A loucura das guitarras japonesas

Uma obra-prima do underground japonês, comandada por Hisako Tabuchi.

O rock underground japonês é uma gaveta que não pode ser aberta impunemente. Mas eu o faço, porque não tenho muito medo do perigo. Comecei em abril do ano passado em nossa newsletter mesmo, contando a insólita e inacreditável história do grupo Les Rallizes Dénudés. Não me aprofundei ali. Afinal, a grande piração dos Les Rallizes é, justamente, não ter uma discografia propriamente disponível a ser explorada.

Mais ou menos na mesma época, o dedeco (Paira) me apresentou outra banda legendária japonesa, a Number Girl. Essa mais “acessível” e facilmente rotulável. Qualquer bio que vocês encontrarem sobre a banda na internet citará as evidentes influências: Pixies, Hüsker Dü, Sonic Youth. Há uma parte considerável do indie rock japonês que se dedica a adaptações (para evitar um termo menos lisonjeiro) dos cânones norte-americanos, e a Number Girl talvez seja uma das mais célebres exemplares dessa tendência. A banda encontrou um caminho mais original a partir de seu terceiro disco de estúdio, o Sappukei (com produção do David Fridmann, que trabalhava à época com os Flaming Lips), mas suas origens remontam ao rock alternativo rápido, pesado e sujo que marca, em especial, os Pixies – indubitavelmente sua maior influência.
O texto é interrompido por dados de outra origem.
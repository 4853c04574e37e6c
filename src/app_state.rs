//! Implements a struct that holds the state of the web server.

use std::{
    path::PathBuf,
    sync::{Arc, Mutex},
};

use axum::extract::FromRef;
use axum_extra::extract::cookie::Key;
use rusqlite::Connection;
use sha2::{Digest, Sha512};
use time::Duration;

use crate::{
    Config, Error, auth::DEFAULT_COOKIE_DURATION, db::initialize, workbook::WorkbookStore,
};

/// The state of the web server.
#[derive(Debug, Clone)]
pub struct AppState {
    /// The key to be used for signing and encrypting private cookies.
    pub cookie_key: Key,

    /// The duration for which cookies used for authentication are valid.
    pub cookie_duration: Duration,

    /// The local timezone as a canonical timezone name, e.g. "Africa/Casablanca".
    pub local_timezone: String,

    /// The database connection
    pub db_connection: Arc<Mutex<Connection>>,

    /// Where the yearly Excel workbooks live.
    pub workbook_store: WorkbookStore,

    /// Where uploaded cheque scans are stored.
    pub upload_dir: PathBuf,

    /// Cheques due within this many days are shown as due soon.
    pub due_soon_days: u32,
}

impl AppState {
    /// Create a new [AppState] with a SQLite database connection.
    ///
    /// This function will initialize the database by adding the tables for the domain models.
    ///
    /// # Errors
    /// Returns an error if the database cannot be initialized.
    pub fn new(db_connection: Connection, config: &Config) -> Result<Self, Error> {
        initialize(&db_connection)?;

        Ok(Self {
            cookie_key: create_cookie_key(&config.secret),
            cookie_duration: DEFAULT_COOKIE_DURATION,
            local_timezone: config.timezone.clone(),
            db_connection: Arc::new(Mutex::new(db_connection)),
            workbook_store: WorkbookStore::new(config.workbook_dir.clone()),
            upload_dir: config.upload_dir.clone(),
            due_soon_days: config.due_soon_days,
        })
    }
}

// this impl tells `PrivateCookieJar` how to access the key from our state
impl FromRef<AppState> for Key {
    fn from_ref(state: &AppState) -> Self {
        state.cookie_key.clone()
    }
}

/// Create a signing key for cookies from a `secret`s string.
pub fn create_cookie_key(secret: &str) -> Key {
    let hash = Sha512::digest(secret);

    Key::from(&hash)
}
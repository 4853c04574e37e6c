//! Database operations for cheques.

use rusqlite::{Connection, OptionalExtension, Row, types::Type};
use time::{Date, OffsetDateTime};

use crate::{
    Error,
    bank::BankId,
    branch::BranchId,
    cheque::{Cheque, ChequeBuilder, ChequeId, ChequeListing, ChequeStatus},
    client::ClientId,
};

const CHEQUE_COLUMNS: &str = "cheque.id, cheque.number, cheque.amount, cheque.currency, \
    cheque.issue_date, cheque.due_date, cheque.status, cheque.client_id, cheque.branch_id, \
    cheque.deposit_branch_id, cheque.depositor_name, cheque.invoice_number, \
    cheque.invoice_date, cheque.notes, cheque.scan_file, cheque.created_at, cheque.updated_at";

const LISTING_FROM: &str = "FROM cheque
    INNER JOIN client ON client.id = cheque.client_id
    INNER JOIN branch ON branch.id = cheque.branch_id
    INNER JOIN bank ON bank.id = branch.bank_id
    LEFT JOIN branch AS deposit_branch ON deposit_branch.id = cheque.deposit_branch_id
    LEFT JOIN bank AS deposit_bank ON deposit_bank.id = deposit_branch.bank_id";

const LISTING_EXTRA_COLUMNS: &str =
    "client.name, bank.id, bank.name, branch.name, deposit_bank.name, deposit_branch.name";

/// Narrows the cheque listing and the Excel export.
///
/// Every field is optional and the set fields are combined with AND.
#[derive(Debug, Clone, Default, PartialEq)]
pub struct ChequeFilter {
    /// Matched against the cheque number, the client name and the bank name.
    pub search: Option<String>,
    pub status: Option<ChequeStatus>,
    pub bank_id: Option<BankId>,
    pub branch_id: Option<BranchId>,
    pub client_id: Option<ClientId>,
    /// Inclusive lower bound on the due date.
    pub due_from: Option<Date>,
    /// Inclusive upper bound on the due date.
    pub due_to: Option<Date>,
}

impl ChequeFilter {
    /// Whether any field is set.
    pub fn is_active(&self) -> bool {
        self != &ChequeFilter::default()
    }
}

/// Create a cheque in the pending status and return it with its generated ID.
///
/// # Errors
/// Returns a validation error from [ChequeBuilder::validate], [Error::InvalidClient] or
/// [Error::InvalidBranch] if a referenced record is missing, or
/// [Error::DuplicateChequeNumber] if the branch already has a cheque with this number.
pub fn create_cheque(builder: ChequeBuilder, connection: &Connection) -> Result<Cheque, Error> {
    let builder = builder.validate()?;
    ensure_references_exist(builder.client_id, builder.branch_id, connection)?;
    let now = OffsetDateTime::now_utc();

    connection
        .prepare(&format!(
            "INSERT INTO cheque (number, amount, currency, issue_date, due_date, status,
                client_id, branch_id, depositor_name, invoice_number, invoice_date, notes,
                created_at, updated_at)
            VALUES (?1, ?2, ?3, ?4, ?5, ?6, ?7, ?8, ?9, ?10, ?11, ?12, ?13, ?13)
            RETURNING {CHEQUE_COLUMNS}"
        ))?
        .query_row(
            (
                &builder.number,
                builder.amount,
                builder.currency.as_str(),
                builder.issue_date,
                builder.due_date,
                ChequeStatus::Pending.as_str(),
                builder.client_id,
                builder.branch_id,
                &builder.depositor_name,
                &builder.invoice_number,
                builder.invoice_date,
                &builder.notes,
                now,
            ),
            map_cheque_row,
        )
        .map_err(|error| error.into())
}

/// Retrieve a single cheque by ID.
pub fn get_cheque(cheque_id: ChequeId, connection: &Connection) -> Result<Cheque, Error> {
    connection
        .prepare(&format!(
            "SELECT {CHEQUE_COLUMNS} FROM cheque WHERE cheque.id = :id"
        ))?
        .query_row(&[(":id", &cheque_id)], map_cheque_row)
        .map_err(|error| error.into())
}

/// Retrieve a single cheque with its client, bank and branch names.
pub fn get_cheque_listing(
    cheque_id: ChequeId,
    connection: &Connection,
) -> Result<ChequeListing, Error> {
    connection
        .prepare(&format!(
            "SELECT {CHEQUE_COLUMNS}, {LISTING_EXTRA_COLUMNS} {LISTING_FROM}
            WHERE cheque.id = :id"
        ))?
        .query_row(&[(":id", &cheque_id)], map_listing_row)
        .map_err(|error| error.into())
}

/// Retrieve the cheques matching `filter`, latest due date first.
pub fn query_cheques(
    filter: &ChequeFilter,
    connection: &Connection,
) -> Result<Vec<ChequeListing>, Error> {
    let pattern = filter
        .search
        .as_deref()
        .map(str::trim)
        .filter(|search| !search.is_empty())
        .map(|search| format!("%{search}%"));

    connection
        .prepare(&format!(
            "SELECT {CHEQUE_COLUMNS}, {LISTING_EXTRA_COLUMNS} {LISTING_FROM}
            WHERE (?1 IS NULL
                OR cheque.number LIKE ?1
                OR client.name LIKE ?1
                OR bank.name LIKE ?1)
            AND (?2 IS NULL OR cheque.status = ?2)
            AND (?3 IS NULL OR bank.id = ?3)
            AND (?4 IS NULL OR cheque.branch_id = ?4)
            AND (?5 IS NULL OR cheque.client_id = ?5)
            AND (?6 IS NULL OR cheque.due_date >= ?6)
            AND (?7 IS NULL OR cheque.due_date <= ?7)
            ORDER BY cheque.due_date DESC, cheque.id DESC"
        ))?
        .query_map(
            (
                pattern,
                filter.status.map(|status| status.as_str()),
                filter.bank_id,
                filter.branch_id,
                filter.client_id,
                filter.due_from,
                filter.due_to,
            ),
            map_listing_row,
        )?
        .map(|maybe_cheque| maybe_cheque.map_err(|error| error.into()))
        .collect()
}

/// Retrieve the `limit` most recently recorded cheques.
pub fn get_recent_cheques(
    limit: u32,
    connection: &Connection,
) -> Result<Vec<ChequeListing>, Error> {
    connection
        .prepare(&format!(
            "SELECT {CHEQUE_COLUMNS}, {LISTING_EXTRA_COLUMNS} {LISTING_FROM}
            ORDER BY cheque.created_at DESC, cheque.id DESC
            LIMIT ?1"
        ))?
        .query_map([limit], map_listing_row)?
        .map(|maybe_cheque| maybe_cheque.map_err(|error| error.into()))
        .collect()
}

/// Update the editable fields of a cheque. The status is left unchanged.
///
/// # Errors
/// Returns the same validation errors as [create_cheque], or [Error::UpdateMissingCheque] if
/// the cheque does not exist.
pub fn update_cheque(
    cheque_id: ChequeId,
    builder: ChequeBuilder,
    connection: &Connection,
) -> Result<(), Error> {
    let builder = builder.validate()?;
    ensure_references_exist(builder.client_id, builder.branch_id, connection)?;

    let rows_affected = connection.execute(
        "UPDATE cheque
        SET number = ?1, amount = ?2, currency = ?3, issue_date = ?4, due_date = ?5,
            client_id = ?6, branch_id = ?7, depositor_name = ?8, invoice_number = ?9,
            invoice_date = ?10, notes = ?11, updated_at = ?12
        WHERE id = ?13",
        (
            &builder.number,
            builder.amount,
            builder.currency.as_str(),
            builder.issue_date,
            builder.due_date,
            builder.client_id,
            builder.branch_id,
            &builder.depositor_name,
            &builder.invoice_number,
            builder.invoice_date,
            &builder.notes,
            OffsetDateTime::now_utc(),
            cheque_id,
        ),
    )?;

    if rows_affected == 0 {
        return Err(Error::UpdateMissingCheque);
    }

    Ok(())
}

/// Move a cheque from `current` to `next`.
///
/// The row is only updated while its stored status is still `current`, so two concurrent
/// transitions cannot both succeed. `deposit_branch_id` is recorded when moving to
/// [ChequeStatus::Deposited] and ignored otherwise.
///
/// # Errors
/// - [Error::InvalidStatusTransition] if `next` is not a successor of `current`,
/// - [Error::InvalidBranch] if the deposit branch does not exist,
/// - [Error::UpdateMissingCheque] if the cheque does not exist,
/// - [Error::StatusChanged] if the stored status is no longer `current`.
pub fn update_cheque_status(
    cheque_id: ChequeId,
    current: ChequeStatus,
    next: ChequeStatus,
    deposit_branch_id: Option<BranchId>,
    connection: &Connection,
) -> Result<(), Error> {
    let next = current.transition(next)?;
    let deposit_branch_id = deposit_branch_id.filter(|_| next == ChequeStatus::Deposited);

    if let Some(branch_id) = deposit_branch_id
        && !row_exists("branch", branch_id, connection)?
    {
        return Err(Error::InvalidBranch);
    }

    let rows_affected = connection.execute(
        "UPDATE cheque
        SET status = ?1,
            deposit_branch_id = COALESCE(?2, deposit_branch_id),
            updated_at = ?3
        WHERE id = ?4 AND status = ?5",
        (
            next.as_str(),
            deposit_branch_id,
            OffsetDateTime::now_utc(),
            cheque_id,
            current.as_str(),
        ),
    )?;

    if rows_affected == 0 {
        return if row_exists("cheque", cheque_id, connection)? {
            Err(Error::StatusChanged)
        } else {
            Err(Error::UpdateMissingCheque)
        };
    }

    Ok(())
}

/// Record the file name of the uploaded scan, replacing any earlier one.
pub fn set_cheque_scan(
    cheque_id: ChequeId,
    scan_file: Option<&str>,
    connection: &Connection,
) -> Result<(), Error> {
    let rows_affected = connection.execute(
        "UPDATE cheque SET scan_file = ?1, updated_at = ?2 WHERE id = ?3",
        (scan_file, OffsetDateTime::now_utc(), cheque_id),
    )?;

    if rows_affected == 0 {
        return Err(Error::UpdateMissingCheque);
    }

    Ok(())
}

/// Delete a cheque by ID.
pub fn delete_cheque(cheque_id: ChequeId, connection: &Connection) -> Result<(), Error> {
    let rows_affected = connection.execute("DELETE FROM cheque WHERE id = ?1", [cheque_id])?;

    if rows_affected == 0 {
        return Err(Error::DeleteMissingCheque);
    }

    Ok(())
}

/// Initialize the cheque table and indexes.
pub fn create_cheque_table(connection: &Connection) -> Result<(), rusqlite::Error> {
    connection.execute_batch(
        "CREATE TABLE IF NOT EXISTS cheque (
            id INTEGER PRIMARY KEY,
            number TEXT NOT NULL,
            amount REAL NOT NULL CHECK (amount >= 0),
            currency TEXT NOT NULL DEFAULT 'MAD',
            issue_date TEXT NOT NULL,
            due_date TEXT NOT NULL,
            status TEXT NOT NULL DEFAULT 'en_attente'
                CHECK (status IN ('en_attente', 'depose', 'encaisse', 'rejete', 'annule')),
            client_id INTEGER NOT NULL,
            branch_id INTEGER NOT NULL,
            deposit_branch_id INTEGER,
            depositor_name TEXT,
            invoice_number TEXT,
            invoice_date TEXT,
            notes TEXT,
            scan_file TEXT,
            created_at TEXT NOT NULL,
            updated_at TEXT NOT NULL,
            FOREIGN KEY(client_id) REFERENCES client(id),
            FOREIGN KEY(branch_id) REFERENCES branch(id),
            FOREIGN KEY(deposit_branch_id) REFERENCES branch(id)
        );

        CREATE UNIQUE INDEX IF NOT EXISTS idx_cheque_branch_number ON cheque(branch_id, number);
        CREATE INDEX IF NOT EXISTS idx_cheque_due_date ON cheque(due_date);
        CREATE INDEX IF NOT EXISTS idx_cheque_status ON cheque(status);
        CREATE INDEX IF NOT EXISTS idx_cheque_client_id ON cheque(client_id);",
    )?;

    Ok(())
}

fn ensure_references_exist(
    client_id: ClientId,
    branch_id: BranchId,
    connection: &Connection,
) -> Result<(), Error> {
    if !row_exists("client", client_id, connection)? {
        return Err(Error::InvalidClient);
    }

    if !row_exists("branch", branch_id, connection)? {
        return Err(Error::InvalidBranch);
    }

    Ok(())
}

fn row_exists(table: &str, id: i64, connection: &Connection) -> Result<bool, Error> {
    connection
        .query_row(
            &format!("SELECT 1 FROM {table} WHERE id = ?1"),
            [id],
            |_| Ok(()),
        )
        .optional()
        .map(|row| row.is_some())
        .map_err(|error| error.into())
}

fn map_cheque_row(row: &Row) -> Result<Cheque, rusqlite::Error> {
    let raw_currency: String = row.get(3)?;
    let currency = raw_currency
        .parse()
        .map_err(|error| rusqlite::Error::FromSqlConversionFailure(3, Type::Text, Box::new(error)))?;
    let raw_status: String = row.get(6)?;
    let status = raw_status
        .parse()
        .map_err(|error| rusqlite::Error::FromSqlConversionFailure(6, Type::Text, Box::new(error)))?;

    Ok(Cheque {
        id: row.get(0)?,
        number: row.get(1)?,
        amount: row.get(2)?,
        currency,
        issue_date: row.get(4)?,
        due_date: row.get(5)?,
        status,
        client_id: row.get(7)?,
        branch_id: row.get(8)?,
        deposit_branch_id: row.get(9)?,
        depositor_name: row.get(10)?,
        invoice_number: row.get(11)?,
        invoice_date: row.get(12)?,
        notes: row.get(13)?,
        scan_file: row.get(14)?,
        created_at: row.get(15)?,
        updated_at: row.get(16)?,
    })
}

fn map_listing_row(row: &Row) -> Result<ChequeListing, rusqlite::Error> {
    Ok(ChequeListing {
        cheque: map_cheque_row(row)?,
        client_name: row.get(17)?,
        bank_id: row.get(18)?,
        bank_name: row.get(19)?,
        branch_name: row.get(20)?,
        deposit_bank_name: row.get(21)?,
        deposit_branch_name: row.get(22)?,
    })
}
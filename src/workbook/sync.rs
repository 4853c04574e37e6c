//! Keeps the yearly workbooks in step with the cheque table.

use std::collections::{BTreeMap, BTreeSet, HashSet};

use rusqlite::{Connection, OptionalExtension};

use crate::{
    Error,
    cheque::{ChequeFilter, ChequeId, ChequeListing, get_cheque_listing, query_cheques},
    workbook::WorkbookStore,
};

/// What a full resynchronization wrote.
#[derive(Debug, Clone, Copy, PartialEq, Eq)]
pub struct SyncSummary {
    /// The number of workbooks saved.
    pub workbooks: usize,
    /// The number of cheque rows written.
    pub cheques: usize,
}

/// Create the table recording which yearly workbook holds each cheque.
pub fn create_workbook_entry_table(connection: &Connection) -> Result<(), rusqlite::Error> {
    connection.execute_batch(
        "CREATE TABLE IF NOT EXISTS workbook_entry (
            cheque_id INTEGER PRIMARY KEY,
            year INTEGER NOT NULL,
            month INTEGER NOT NULL
        );",
    )
}

fn get_entry_year(cheque_id: ChequeId, connection: &Connection) -> Result<Option<i32>, Error> {
    connection
        .query_row(
            "SELECT year FROM workbook_entry WHERE cheque_id = ?1",
            [cheque_id],
            |row| row.get(0),
        )
        .optional()
        .map_err(Error::from)
}

fn record_entry(listing: &ChequeListing, connection: &Connection) -> Result<(), Error> {
    let due_date = listing.cheque.due_date;
    connection.execute(
        "INSERT OR REPLACE INTO workbook_entry (cheque_id, year, month) VALUES (?1, ?2, ?3)",
        (
            listing.cheque.id,
            due_date.year(),
            u8::from(due_date.month()),
        ),
    )?;

    Ok(())
}

/// Write the current state of `cheque_id` to the workbook of its due year.
///
/// If the due year changed since the last sync, the row is removed from the old workbook.
///
/// # Errors
/// Returns [Error::NotFound] if the cheque does not exist, or a workbook error if a file
/// cannot be read or written.
pub fn sync_cheque(
    cheque_id: ChequeId,
    store: &WorkbookStore,
    connection: &Connection,
) -> Result<(), Error> {
    let listing = get_cheque_listing(cheque_id, connection)?;
    let year = listing.cheque.due_date.year();

    if let Some(previous_year) = get_entry_year(cheque_id, connection)?
        && previous_year != year
    {
        let mut previous = store.load(previous_year)?;
        if previous.remove(cheque_id) {
            store.save(&previous)?;
        }
    }

    let mut workbook = store.load(year)?;
    workbook.upsert(&listing);
    store.save(&workbook)?;
    record_entry(&listing, connection)?;

    tracing::debug!("synced cheque {cheque_id} to the {year} workbook");
    Ok(())
}

/// Remove the row of `cheque_id` from its workbook and forget the entry.
///
/// Call this before deleting the cheque. Does nothing if the cheque was never synced.
pub fn remove_cheque_from_workbooks(
    cheque_id: ChequeId,
    store: &WorkbookStore,
    connection: &Connection,
) -> Result<(), Error> {
    let Some(year) = get_entry_year(cheque_id, connection)? else {
        return Ok(());
    };

    let mut workbook = store.load(year)?;
    if workbook.remove(cheque_id) {
        store.save(&workbook)?;
    }

    connection.execute(
        "DELETE FROM workbook_entry WHERE cheque_id = ?1",
        [cheque_id],
    )?;

    Ok(())
}

/// Rebuild every workbook from the cheque table.
///
/// Each cheque ends up exactly once, in the sheet of its due month. Rows of deleted cheques
/// are dropped and rows without a cheque reference are kept. Running this twice in a row
/// produces the same files.
///
/// # Errors
/// Returns a workbook error if a file cannot be read or written, or an SQL error.
pub fn sync_all_workbooks(
    store: &WorkbookStore,
    connection: &Connection,
) -> Result<SyncSummary, Error> {
    let mut cheques = query_cheques(&ChequeFilter::default(), connection)?;
    // Oldest first, so cheques added since the last sync are appended in date order.
    cheques.reverse();

    let mut by_year: BTreeMap<i32, Vec<&ChequeListing>> = BTreeMap::new();
    for listing in &cheques {
        by_year
            .entry(listing.cheque.due_date.year())
            .or_default()
            .push(listing);
    }

    let years = by_year
        .keys()
        .copied()
        .chain(store.list_years()?)
        .collect::<BTreeSet<_>>();

    for &year in &years {
        let listings = by_year.get(&year).map(Vec::as_slice).unwrap_or_default();
        let ids = listings
            .iter()
            .map(|listing| listing.cheque.id)
            .collect::<HashSet<_>>();

        let mut workbook = store.load(year)?;
        workbook.retain_cheques(&ids);
        for listing in listings {
            workbook.upsert(listing);
        }
        store.save(&workbook)?;
    }

    let transaction = connection.unchecked_transaction()?;
    transaction.execute("DELETE FROM workbook_entry", [])?;
    for listing in &cheques {
        record_entry(listing, &transaction)?;
    }
    transaction.commit()?;

    let summary = SyncSummary {
        workbooks: years.len(),
        cheques: cheques.len(),
    };
    tracing::info!(
        "synchronized {} cheques into {} workbooks",
        summary.cheques,
        summary.workbooks
    );

    Ok(summary)
}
Mas já haviam pontinhas de singularidade nos primeiros trabalhos da Number Girl. Em específico, nos sons da guitarra-solo. Se nos Pixies a segunda guitarra conta com detalhes muitas vezes contidos e bastante formais, em Number Girl a loucura toma controle. E isso se deve à genialidade de Hisako Tabuchi, sem dúvida a maior (e mais imprevisível) guitarrista que já vi tocar. Com o desmembramento inicial da Number Girl em 2002, a artista partiu para um projeto solo, onde assume vocais e guitarra. A banda se chama Toddle. E esse texto, mesmo que tenha se alongado muito até aqui só estabelecer o contexto, é sobre o primeiro disco do grupo, chamado I Dedicate D Chord.

O disco é todo cantado em japonês, e desafia qualquer associação mais rígida com o rock alternativo americano. Com uma voz deliciosamente desafinada e guitarras erráticas ao extremo, Hisako abre um arsenal de canções meio indie-punk aparentemente inofensivas, como na sequência Bakadana-World Wide Waddle-Wanderlust. Há mais ali, no entanto, e que se manifesta na faixa título e, mais acintosamente, no clássico Oyster. Uma composição perfeita, de estrofe-refrão-ponte, e que nos apresenta tudo o que os primeiros anos dos 00s tinham para nos oferecer; os dedilhados agudíssimos (meio emo) da ponte; a sujeira de duas guitarras em concerto; uma letra etérea; um refrão incansável e, claro, um solo de guitarra inesquecível na segunda parte.

É, para mim, o melhor solo que já ouvi em uma canção, e a minha afirmação certamente desafia qualquer parâmetro técnico. Como é possível ver nas muitas apresentações ao vivo de Number Girl e Toddle espalhadas pelo YouTube, Hisako não é virtuosa. Ela apenas sabe a forma exata de tensionar as cordas e produzir ruídos que parecem se confundir com os de uma garganta humana esganiçada. No solo de Oyster isso está registrado para a posteridade.

O problema com Toddle, assim como com tantas e tantas outras bandas “perdidas” na era das trevas que estamos vivendo, é a falta de informação disponível sobre a banda. Há alguns vídeos de Hisako Tabuchi no YouTube, mas a maioria deles em japonês, sem legendas. Em um dos poucos legendados (em inglês), Hisako fala do seu gear, e sobre como encontrou a jazzmaster que toca há mais de 25 anos. Certamente Hisako nos oferece um enorme universo a ser explorado. E minha recomendação, veemente, é que vocês comecem por I Dedicate D Chord, álbum de estreia da Toddle, de 2005, e um dos plays mais obsessivos do meu catálogo desde o ano passado.